The crimp for the mechanical joint and the solder for the electrical plus a sleeve of heat shrink.

Fatboy


----------



## Cornelius (Sep 15, 2007)

EV America rents the long handled crimper for $15 per week, with a deposit. It looks like a big bolt cutter with several adjustable jaws for different size crimps. It produced very nice quality crimps.

http://www.ev-america.com/


----------



## Guest (Apr 21, 2008)

> It produced very nice quality crimps.


I'd like to see a nice close up view of a cutaway of one or two of these style crimpers? The manual one is a bit of work but to help save money it is a viable option. As long as you don't mind the hard work. No solder is needed but shrink wrap is mandatory. 

Pete : )


----------



## tazdotnet (Apr 9, 2008)

i advise you too not be cheap when it comes to tools... cheap tools are just that... CHEAP!!! some of the EV build videos are good proof of this... cheap tools tend to break easier and when it comes to the tough jobs you will spend more on cheap tools than you would if you got the expensive tool to start with... the cheaper option might not bite you in this case but i had give everyone somthing to think about... there is a reason mechanics buy the name brand tools and it is not sex apeal...


----------



## Guest (Apr 21, 2008)

I don't disagree with you about cheap tools. I don't actually think that the manual crimper tool is cheap quality but just a cheap option. I could say that about professional tools too. Some are very cheap quality but not cheap in price and that is a real danger too. I had purchased a tool to remove spring clamps for radiator hoses and found that the tool lasted all but one/half of the removal of one clamp. The tool was cheap quality but quite expensive for what it was. It was recommended to me to purchase a tool like that. The better of the tools I found was actually cheaper in price and much better quality. Still works fine today. If I were going to start mass producing EV conversions I would invest in a tool that would make the job easier but still provide quality results. I would recommend that to anyone who will do multiple EV's. Who know, I may just start doing that but not until I have a few conversions under my belt. I work on TDI's on the side at home but when I went to purchase tools I purchased the best. Actually I did not have much choice and the list of tools to choose from were quite small. I got what I needed and saved a bundle on my first TDI fix job. The dealer wanted over $6000 for the job. I did the same for just over $2000 and that included me purchasing all the special tools and some extra that were really not needed. The vehicle (mine) has been trouble free for over two years after the work. Not one glitch. I am glad I got the tools. The crimper I found is a quality tool but since it is a simple tool the cost is low. It does not give cheap or poor results if used properly. No different than the results from an expensive quality tool. Even those must be used properly to get quality results. The results do look prettier than the manual crimper but the quality of the crimp is just as good. I am not out to have pretty. I am out to have functional. Later I will work on pretty if it's something I want to pursue. 

Pete : )


----------



## Wirecutter (Jul 26, 2007)

tazdotnet said:


> i advise you too not be cheap when it comes to tools... cheap tools are just that... CHEAP!!!
> 
> ... there is a reason mechanics buy the name brand tools and it is not sex apeal...
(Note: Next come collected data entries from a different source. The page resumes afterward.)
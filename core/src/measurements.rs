//! Measurement models for absolute-position aiding.
//!
//! Both aiding sensors observe the navigation-frame position directly, so they share the
//! [`PositionMeasurement`] model and differ only in their [`Sensor`] tag and noise. A fix
//! without its own noise covariance is weighted with the variance configured for its sensor
//! ([`crate::config::FilterConfig::variance_for`]). The [`MeasurementModel`] trait is the seam
//! the filter update is written against.

use std::fmt::{self, Display};

use nalgebra::{Matrix3, Vector3};
use serde::{Deserialize, Serialize};

use crate::NavigationState;
use crate::linalg::Matrix3x9;
use crate::linearize::position_measurement_jacobian;

/// Source of an absolute-position measurement.
///
/// The derived ordering is the order in which same-step updates are applied: GNSS first, then
/// LiDAR.
#[derive(Clone, Copy, Debug, PartialEq, Eq, PartialOrd, Ord, Hash, Serialize, Deserialize)]
#[serde(rename_all = "snake_case")]
pub enum Sensor {
    Gnss,
    Lidar,
}
impl Display for Sensor {
    fn fmt(&self, f: &mut fmt::Formatter<'_>) -> fmt::Result {
        match self {
            Sensor::Gnss => write!(f, "GNSS"),
            Sensor::Lidar => write!(f, "LiDAR"),
        }
    }
}

/// Generic measurement model trait for three-element measurements
pub trait MeasurementModel {
    /// Sensor that produced the measurement
    fn sensor(&self) -> Sensor;
    /// Observed measurement vector `z`
    fn get_vector(&self) -> Vector3<f64>;
    /// Measurement noise covariance `R`, or `None` to use the filter's configured variance
    /// for [`MeasurementModel::sensor`]
    fn get_noise(&self) -> Option<Matrix3<f64>>;
    /// Error-state measurement Jacobian `H`
    fn get_jacobian(&self) -> Matrix3x9 {
        position_measurement_jacobian()
    }
    /// Expected measurement `h(x)` for the nominal state
    fn get_expected_measurement(&self, state: &NavigationState) -> Vector3<f64>;
}

/// Absolute navigation-frame position fix from GNSS or LiDAR
#[derive(Clone, Copy, Debug, PartialEq, Serialize, Deserialize)]
pub struct PositionMeasurement {
    pub sensor: Sensor,
    /// Measurement time in seconds
    pub timestamp: f64,
    /// Observed position in meters
    pub position: Vector3<f64>,
    /// Measurement noise covariance in m²; `None` defers to the configured sensor variance
    pub noise: Option<Matrix3<f64>>,
}
impl Display for PositionMeasurement {
    fn fmt(&self, f: &mut fmt::Formatter<'_>) -> fmt::Result {
        write!(
            f,
            "PositionMeasurement({}, t: {:.4}, p: [{:.4}, {:.4}, {:.4}])",
            self.sensor, self.timestamp, self.position[0], self.position[1], self.position[2]
        )
    }
}
impl PositionMeasurement {
    /// Create a measurement weighted with the filter's configured variance for `sensor`
    pub fn new(sensor: Sensor, timestamp: f64, position: Vector3<f64>) -> Self {
        PositionMeasurement {
            sensor,
            timestamp,
            position,
            noise: None,
        }
    }
    /// Create a measurement with its own isotropic noise `variance * I`
    pub fn with_variance(
        sensor: Sensor,
        timestamp: f64,
        position: Vector3<f64>,
        variance: f64,
    ) -> Self {
        Self::with_noise_covariance(sensor, timestamp, position, Matrix3::identity() * variance)
    }
    /// Create a measurement with a full noise covariance
    pub fn with_noise_covariance(
        sensor: Sensor,
        timestamp: f64,
        position: Vector3<f64>,
        noise: Matrix3<f64>,
    ) -> Self {
        PositionMeasurement {
            sensor,
            timestamp,
            position,
            noise: Some(noise),
        }
    }
    pub fn gnss(timestamp: f64, position: Vector3<f64>, variance: f64) -> Self {
        Self::with_variance(Sensor::Gnss, timestamp, position, variance)
    }
    pub fn lidar(timestamp: f64, position: Vector3<f64>, variance: f64) -> Self {
        Self::with_variance(Sensor::Lidar, timestamp, position, variance)
    }
}
impl MeasurementModel for PositionMeasurement {
    fn sensor(&self) -> Sensor {
        self.sensor
    }
    fn get_vector(&self) -> Vector3<f64> {
        self.position
    }
    fn get_noise(&self) -> Option<Matrix3<f64>> {
        self.noise
    }
    fn get_expected_measurement(&self, state: &NavigationState) -> Vector3<f64> {
        state.position
    }
}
 Here's someone after my own heart. I like to say that "life's too short to use crummy tools." (Ok, I don't say "crummy", but you get the idea.)

Having said that, I have to chime in on the homemade tools that use a sledgehammer as a power source.

I'm working on the 3 phase AC motor controller mentioned elsewhere. The power bus going to the main switching elements will be big copper plates insulated with nomex film. So what happens when the upper plate needs to make contact with the big IGBT on the bottom? A big sqare hole is punched in the lower plate and the insulator film, and the top plate is embossed with the aforementioned tool to bring it down to the same plane as the surface of the IGBT terminals.

To achieve this, I machined a punch and die out of tool steel. The punch and die both have a hole drilled in the middle, as does the copper plate where the embossing is to take place. A pin is placed in the die, then the copper plate on top of that, followed by the punch. Then the whole thing is topped off with a few solid whacks with the hammer, and presto - homemade embossing punch.

What I really need to do is get a punch press, and make punches and dies to fit that, but what I have so far has proven out the concept, in any case. I haven't hardened the punch and die yet, so the hammering mars up the top surface of the punch. Once hardened, they will be more brittle, and I won't be able to modify them any more. I've also determined that the concrete basement floor probably isn't the best place to do this. Future operations of this type will be carried out in the street, and probably with a hardwood "pad" under the bottom die. I can post photos later if anyone's interested.

-Mark

PS - as for the crimp tool, I got lucky. I've got one of the "bolt cutter" type crimpers on long term loan from a good friend. I met the crimper while we were working on his boat - I did all the wiring. It's a great tool, and I used it for my karts.


----------



## ww321q (Mar 28, 2008)

photos please ! I like home made tools as I have made some my self . I have found a lot of times it's not the quality of the tool as much as who's hanging on to it .  J.W.


----------



## Guest (Apr 23, 2008)

> Having said that, I have to chime in on the homemade tools that use a sledgehammer as a power source.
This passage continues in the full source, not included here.